QR Codes Best Practices
QR codes became popular in Japan years ago and are just now becoming more popular in the US. As such, many people have been asking what they are, how to use them, and how to get the most from them. This page provides the answers to these questions.
What are QR Codes?
A QR code is a 2-dimensional (2-D) barcode. QR codes read down and across, not just across like the typical 1-dimensional (1-D) barcode. They are made up of large boxes that mark the corners of the code, and small boxes which contain the data for the barcode. The more data encoded, the larger the QR code will become because it will have to contain more of the small boxes to represent the data.
There are other types of 2-D barcodes on the market, but the QR code is the most popular type. Other types of 2-D barcodes are encumbered by patents and licenses, are not as popular, and are not supported by most barcode readers, making them less useful. QR codes also have built-in error correction, so even if parts of the code are mangled or don't scan properly, it may work anyway from the extra information stored in the rest of the code.
If you are really nerdy and want to know about the structure and history of QR Codes, check out the QR Code page on Wikipedia.
How are QR Codes used?
QR stands for Quick Response. QR codes are used when you want to make some piece of information, like a URL, phone number, SMS message, etc., available for someone to use easily without having to type anything in. They are typically used in print advertising to allow someone reading it to easily go to a web site that relates to the advertisement.
Simply create your QR code (see below) and include them in your print marketing.
They are not typically used on web sites, because you can already simply use a URL link to direct people to other resources. If your web site includes pages that are expected to be printed out, you can include them to allow people reading the printed version to get back to your web site easily.
What do QR Codes cost?
Nothing. There is no cost to use or create QR codes. They are an open standard.
How do I make a QR Code?
You can make them for free at many sites, such as bit.ly and qrcode.kaywa.com.
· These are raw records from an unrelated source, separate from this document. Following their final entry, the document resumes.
#[cfg(test)]
mod tests {
    use super::*;
    use crate::assets::PlaceholderAssets;
    use crate::sim::actors::{Enemy, MissileState};
    use crate::sim::body::Body;
    use crate::sim::state::RoundConfig;
    use crate::tuning::Difficulty;

    fn round(mode: GameMode, seed: u64) -> GameState {
        GameState::new(RoundConfig::new(mode, Difficulty::Medium, seed), &PlaceholderAssets)
            .unwrap()
    }

    /// Round with a single stationary enemy `offset` away from the player
    fn round_with_enemy_at(offset: Vec2) -> GameState {
        let mut state = round(GameMode::Time, 42);
        let pos = state.player_pos() + offset;
        let body = Body::new(pos, ENEMY_RADIUS).unwrap();
        state.enemies = vec![Enemy {
            body,
            mass: ENEMY_MASS,
            enabled: true,
        }];
        state
    }

    fn still() -> TickInput {
        TickInput::default()
    }

    #[test]
    fn test_displacement_combines_keys_and_pointer() {
        let input = TickInput {
            right: true,
            up: true,
            pointer_delta: Vec2::new(5.0, -2.0),
            ..Default::default()
        };
        let d = input.displacement(0.1);
        assert!((d.x - 35.0).abs() < 1e-4);
        assert!((d.y - 28.0).abs() < 1e-4);
    }

    #[test]
    fn test_overlapping_enemy_ends_round() {
        let mut state = round_with_enemy_at(Vec2::new(30.0, 0.0));
        let mut sink: Vec<ScoreReport> = Vec::new();

        tick(&mut state, &still(), 0.001, &mut sink);
        assert!(state.is_ending());
        assert!(!state.player.enabled);
        assert!(state.enemies.iter().all(|e| !e.enabled));
        assert!(state.events.contains(&RoundEvent::PlayerLost));
        assert!(sink.is_empty());
    }

    #[test]
    fn test_score_reported_once_after_fade() {
        let mut state = round_with_enemy_at(Vec2::new(30.0, 0.0));
        let mut sink: Vec<ScoreReport> = Vec::new();

        tick(&mut state, &still(), 0.5, &mut sink);
        assert!(state.is_ending());
        let elapsed = state.elapsed;

        for _ in 0..200 {
            tick(&mut state, &still(), 0.05, &mut sink);
        }
        assert!(state.is_over());
        assert_eq!(sink.len(), 1);
        assert_eq!(sink[0].mode, GameMode::Time);
        assert_eq!(sink[0].difficulty, Difficulty::Medium);
        assert_eq!(sink[0].score, 0);
        // Nothing advances once the round is ending
        assert_eq!(state.elapsed, elapsed);
        assert!(state.player.fade.alpha < 1e-3);
    }

    #[test]
    fn test_no_input_moves_player_while_ending() {
        let mut state = round_with_enemy_at(Vec2::new(30.0, 0.0));
        let mut sink: Vec<ScoreReport> = Vec::new();
        tick(&mut state, &still(), 0.01, &mut sink);
        let pos = state.player_pos();
        let input = TickInput {
            left: true,
            ..Default::default()
        };
        tick(&mut state, &input, 0.1, &mut sink);
        assert_eq!(state.player_pos(), pos);
    }

    #[test]
    fn test_touching_enemy_is_harmless() {
        let mut state = round_with_enemy_at(Vec2::new(32.5, 0.0));
        let mut sink: Vec<ScoreReport> = Vec::new();
        tick(&mut state, &still(), 0.001, &mut sink);
        assert!(state.is_running());
    }

    #[test]
    fn test_invulnerability_protects_through_blinking() {
        let mut state = round_with_enemy_at(Vec2::new(30.0, 0.0));
        let mut sink: Vec<ScoreReport> = Vec::new();
        apply_bonus(&mut state, BonusKind::Invulnerability);

        let dt = 0.05;
        let mut ending_events = 0;
        let mut vulnerable_events = 0;
        let mut t = 0.0;
        while state.is_running() && t < 10.0 {
            tick(&mut state, &still(), dt, &mut sink);
            t += dt;
            for event in &state.events {
                match event {
                    RoundEvent::InvulnerabilityEnding => ending_events += 1,
                    RoundEvent::PlayerVulnerable => vulnerable_events += 1,
                    _ => {}
                }
            }
        }

        assert!(state.is_ending());
        assert!(t >= BonusKind::Invulnerability.duration() + INVULNERABILITY_ENDING_TIME - dt);
        assert!(t < BonusKind::Invulnerability.duration() + INVULNERABILITY_ENDING_TIME + 0.2);
        assert_eq!(ending_events, 1);
        assert_eq!(vulnerable_events, 1);
    }

    #[test]
    fn test_coins_add_enemy_every_threshold() {
        let mut state = round(GameMode::Coins, 9);
        let mut sink: Vec<ScoreReport> = Vec::new();
        let initial = state.enemies.len();
        let threshold = state.params.new_enemy_coins;
        assert_eq!(threshold, 10);

        let mut grab_coin = |state: &mut GameState| {
            let player = state.player_pos();
            let coin = state.coin.as_mut().unwrap();
            coin.enabled = true;
            coin.body.pos = player;
            tick(state, &still(), 1e-4, &mut sink);
        };

        for _ in 0..10 {
            grab_coin(&mut state);
        }
        assert_eq!(state.coins, 10);
        assert_eq!(state.enemies.len(), initial + 1);

        for _ in 0..15 {
            grab_coin(&mut state);
        }
        assert_eq!(state.coins, 25);
        assert_eq!(state.enemies.len(), initial + 2);
        assert!(state.is_running());
        assert_eq!(state.score(), 25);
    }

    #[test]
    fn test_coin_relocates_away_from_player() {
        let mut state = round(GameMode::Coins, 10);
        let mut sink: Vec<ScoreReport> = Vec::new();
        let player = state.player_pos();
        let coin = state.coin.as_mut().unwrap();
        coin.enabled = true;
        coin.body.pos = player;
        tick(&mut state, &still(), 1e-4, &mut sink);
        let coin = state.coin.as_ref().unwrap();
        assert!(coin.body.pos.distance(state.player_pos()) >= COIN_MIN_PLAYER_DISTANCE);
        assert!(
            state
                .events
                .iter()
                .any(|e| matches!(e, RoundEvent::PlaySound { sound, .. } if *sound == state.assets.coin_sound))
        );
    }

    #[test]
    fn test_time_mode_adds_enemy_per_interval() {
        let mut state = round(GameMode::Time, 5);
        let mut sink: Vec<ScoreReport> = Vec::new();
        // Keep the player alive for the whole run
        state.player.make_invulnerable();
        state.timers.invulnerability = f32::MAX;

        let initial = state.enemies.len();
        let dt = 1.0 / 60.0;
        let seconds = 46.5;
        for _ in 0..2790 {
            tick(&mut state, &still(), dt, &mut sink);
        }
        let expected = (seconds / state.params.new_enemy_interval).floor() as usize;
        assert!(state.is_running());
        assert_eq!(state.enemies.len() - initial, expected);
        assert_eq!(state.score(), 46);
    }

    #[test]
    fn test_long_frame_adds_every_missed_enemy() {
        let mut state = round(GameMode::Time, 5);
        let mut sink: Vec<ScoreReport> = Vec::new();
        state.player.make_invulnerable();
        state.timers.invulnerability = f32::MAX;

        let initial = state.enemies.len();
        tick(&mut state, &still(), 46.5, &mut sink);
        assert!(state.is_running());
        assert_eq!(state.enemies.len() - initial, 3);
        assert!(state.new_enemy_timer > 0.0);
        let added = state
            .events
            .iter()
            .filter(|e| matches!(e, RoundEvent::EnemyAdded { .. }))
            .count();
        assert_eq!(added, 3);
    }

    #[test]
    fn test_coins_mode_ignores_interval() {
        let mut state = round(GameMode::Coins, 6);
        let mut sink: Vec<ScoreReport> = Vec::new();
        state.player.make_invulnerable();
        state.timers.invulnerability = f32::MAX;
        let initial = state.enemies.len();
        for _ in 0..(20 * 60) {
            tick(&mut state, &still(), 1.0 / 60.0, &mut sink);
        }
        assert_eq!(state.enemies.len(), initial);
    }

    #[test]
    fn test_frozen_enemies_stay_put() {
        let mut state = round_with_enemy_at(Vec2::new(200.0, 0.0));
        let mut sink: Vec<ScoreReport> = Vec::new();
        state.enemies[0].body.vel = Vec2::new(100.0, 0.0);
        apply_bonus(&mut state, BonusKind::FreezeEnemies);
        let before = state.enemies[0].body.pos;
        tick(&mut state, &still(), 0.1, &mut sink);
        assert_eq!(state.enemies[0].body.pos, before);
        assert_eq!(state.enemy_speed_factor(), 0.0);
        // Frozen enemies are still lethal
        assert!(state.enemies[0].enabled);
    }

    #[test]
    fn test_slow_down_halves_enemy_step() {
        let mut state = round_with_enemy_at(Vec2::new(200.0, 0.0));
        let mut sink: Vec<ScoreReport> = Vec::new();
        state.enemies[0].body.vel = Vec2::new(0.0, 100.0);
        apply_bonus(&mut state, BonusKind::SlowDownEnemies);
        let y = state.enemies[0].body.pos.y;
        tick(&mut state, &still(), 0.1, &mut sink);
        assert!((state.enemies[0].body.pos.y - y - 5.0).abs() < 1e-3);
    }

    #[test]
    fn test_enemies_bounce_off_each_other() {
        let mut state = round(GameMode::Time, 8);
        let mut sink: Vec<ScoreReport> = Vec::new();
        let y = state.player_pos().y + 200.0;
        let mut a = Enemy {
            body: Body::new(Vec2::new(285.0, y), ENEMY_RADIUS).unwrap(),
            mass: ENEMY_MASS,
            enabled: true,
        };
        a.body.vel = Vec2::new(100.0, 0.0);
        let mut b = a.clone();
        b.body.pos.x = 315.0;
        b.body.vel = Vec2::new(-100.0, 0.0);
        state.enemies = vec![a, b];

        tick(&mut state, &still(), 1e-4, &mut sink);
        assert!(state.enemies[0].body.vel.x < 0.0);
        assert!(state.enemies[1].body.vel.x > 0.0);
        let gap = state.enemies[0].body.pos.distance(state.enemies[1].body.pos);
        assert!(gap >= 2.0 * ENEMY_RADIUS - 1e-3);
    }

    #[test]
    fn test_bonus_appears_and_is_collected() {
        let mut state = round(GameMode::Time, 11);
        let mut sink: Vec<ScoreReport> = Vec::new();
        state.enemies.clear();
        state.timers.next_bonus = 0.0;

        tick(&mut state, &still(), 0.01, &mut sink);
        assert!(state.bonus.enabled);
        assert!(state.events.contains(&RoundEvent::BonusShown));

        state.bonus.body.pos = state.player_pos();
        tick(&mut state, &still(), 0.01, &mut sink);
        assert!(!state.bonus.enabled);
        assert!(
            state
                .events
                .iter()
                .any(|e| matches!(e, RoundEvent::BonusCollected { .. }))
        );
        assert!(state.timers.next_bonus >= NEW_BONUS_MIN_TIME);
        assert!(state.timers.next_bonus <= NEW_BONUS_MAX_TIME);
    }

    #[test]
    fn test_freeze_player_wears_off() {
        let mut state = round(GameMode::Time, 12);
        let mut sink: Vec<ScoreReport> = Vec::new();
        state.enemies.clear();
        apply_bonus(&mut state, BonusKind::FreezePlayer);

        let right = TickInput {
            right: true,
            ..Default::default()
        };
        let start = state.player_pos();
        tick(&mut state, &right, 0.1, &mut sink);
        assert_eq!(state.player_pos(), start);

        let mut unfrozen = 0;
        for _ in 0..10 {
            tick(&mut state, &still(), 0.1, &mut sink);
            unfrozen += state
                .events
                .iter()
                .filter(|e| **e == RoundEvent::PlayerUnfrozen)
                .count();
        }
        assert_eq!(unfrozen, 1);
        assert!(!state.player.frozen);
        tick(&mut state, &right, 0.1, &mut sink);
        assert!(state.player_pos().x > start.x);
    }

    #[test]
    fn test_missile_hits_player() {
        let mut state = round(GameMode::Time, 13);
        let mut sink: Vec<ScoreReport> = Vec::new();
        state.enemies.clear();
        apply_bonus(&mut state, BonusKind::Missile);
        assert_eq!(state.missile.state, MissileState::Arming);

        let mut t = 0.0;
        while state.is_running() && t < BonusKind::Missile.duration() {
            tick(&mut state, &still(), 1.0 / 60.0, &mut sink);
            t += 1.0 / 60.0;
        }
        // Spawned at least 200 away at 200/s, arming takes 0.5s
        assert!(state.is_ending());
        assert!(t > MISSILE_FADE_IN);
    }

    #[test]
    fn test_missile_expires() {
        let mut state = round(GameMode::Time, 14);
        let mut sink: Vec<ScoreReport> = Vec::new();
        state.enemies.clear();
        state.player.make_invulnerable();
        state.timers.invulnerability = f32::MAX;
        apply_bonus(&mut state, BonusKind::Missile);

        let mut gone = 0;
        for _ in 0..(8 * 60) {
            tick(&mut state, &still(), 1.0 / 60.0, &mut sink);
            gone += state
                .events
                .iter()
                .filter(|e| **e == RoundEvent::MissileGone)
                .count();
        }
        assert_eq!(gone, 1);
        assert_eq!(state.missile.state, MissileState::Dormant);
    }

    #[test]
    fn test_determinism() {
        let mut state1 = round(GameMode::Coins, 99999);
        let mut state2 = round(GameMode::Coins, 99999);
        let mut sink1: Vec<ScoreReport> = Vec::new();
        let mut sink2: Vec<ScoreReport> = Vec::new();

        let inputs = [
            TickInput {
                up: true,
                ..Default::default()
            },
            TickInput {
                pointer_delta: Vec2::new(3.0, -1.0),
                ..Default::default()
            },
            TickInput::default(),
        ];

        for i in 0..600 {
            let input = &inputs[i % inputs.len()];
            tick(&mut state1, input, 1.0 / 60.0, &mut sink1);
            tick(&mut state2, input, 1.0 / 60.0, &mut sink2);
        }

        assert_eq!(state1.phase, state2.phase);
        assert_eq!(state1.enemies.len(), state2.enemies.len());
        assert_eq!(state1.player_pos(), state2.player_pos());
        for (a, b) in state1.enemies.iter().zip(&state2.enemies) {
            assert_eq!(a.body.pos, b.body.pos);
        }
        assert_eq!(sink1, sink2);
    }
}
Just select the type of QR Code you want (URL, Text, Phone, SMS, etc) and give it the data you want to be encoded. It will generate your QR code in a second or less.
#1: Put Tracking Codes in the QR Code
In our case, we put Google AdWords tracking variables into each URL so we can track the source of the links without having to create a distinct landing page for everything we link to. This allows us to track our traffic through our regular Google Analytics accounts.
You can use the Google URL Builder tool to add these codes to your URL.
#2: Use a URL Shortener
I see MANY places using QR codes that are using very long encoded URLs. This makes them harder to scan for the end user.
Let's say we want to link to this page, using all our tracking codes. We end up with a huge URL like this:
If you generate a QR code off this URL, it will be huge. Here is the QR code that the above URL would generate:
Notice how many blocks there are in the code, and how generally huge this code is.
Now compare it to the QR code we get after shortening the URL down to http://bit.ly/mvNZ3Y with the bit.ly URL shortening service:
Note how many fewer blocks there are in this one, and how much smaller it is overall.
This second code will be much more easily scanned than the first one, and can be used in print in a smaller format and still be usable.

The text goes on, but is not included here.